Sunday, July 15, 2007

Greens and Libertarians

In a reply to my last post John wrote:
I appreciate your analysis but it is inaccurate. Libertarians believe in the rights of the individual over the rights of the collective, whether that collective is government or corporations. In Libertarian ideology no groups have "rights". What you call Libertarianism is actually corporatism and this is very different. The reason corporations can pollute the planet and the air you breath is because in the current political system, their rights trump your rights because they buy political influence. The bigger government gets, the worse the problem becomes regardless of whether right or left is in power. Pollution is essentially a problem of the individual vs the collective. If I can prove economic or personal damage from a company polluting my property or air space then I should have recourse using the law. Libertarians oppose all initiated violence and pollution of the air is a form of violence against people.


First off, thanks for commenting John. My "reply" below may be dis-jointed. Stuff here at home is running at a whirl wind pace. Yesterday I spent the day as "Ho Ho the Clown" blowing up balloons for the Fort Mill Community Optimist Club. Nancy was in Anderson SC training her Search and Rescue dogs Cyra and Grim. Our granddaughters spent the night, my daughter and her husband are preparing to move and my mother-in-law gets home Thursday. Anyway, let's keep the conversation going readers. I think we might all benefit.


Hey John,

I am sure that you are right in your perspective. Let me make some more observations if I may.

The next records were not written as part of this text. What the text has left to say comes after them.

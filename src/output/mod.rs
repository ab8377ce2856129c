pub mod console;
pub mod json;

use serde::{Deserialize, Serialize};

use crate::error::Result;
use crate::rules::CheckResult;

/// Output format selection.
#[derive(Debug, Clone, Copy, PartialEq, Eq, Serialize, Deserialize)]
#[serde(rename_all = "lowercase")]
pub enum OutputFormat {
    Console,
    Json,
}

impl OutputFormat {
    pub fn from_str_lenient(s: &str) -> Option<Self> {
        match s.to_lowercase().as_str() {
            "console" | "text" | "default" => Some(Self::Console),
            "json" => Some(Self::Json),
            _ => None,
        }
    }
}

/// Render results into the specified format.
pub fn render(results: &[CheckResult], format: OutputFormat) -> Result<String> {
    match format {
        OutputFormat::Console => Ok(console::render(results)),
        OutputFormat::Json => json::render(results),
    }
}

While I realize that it may feel like pandering, and many Greens see precious little in common between Greens and Libertarians, I continue to believe that there are some shared values between our respective party supporters.

I believe that Green and Libertarian voters have much more actual respect for and expectations of our Constitution. It is not an empty, out of date nor meaningless document: It is the social contract we have collectively made and have, by our own inaction allowed to be stripped of effective meaning by Bush and his cronies.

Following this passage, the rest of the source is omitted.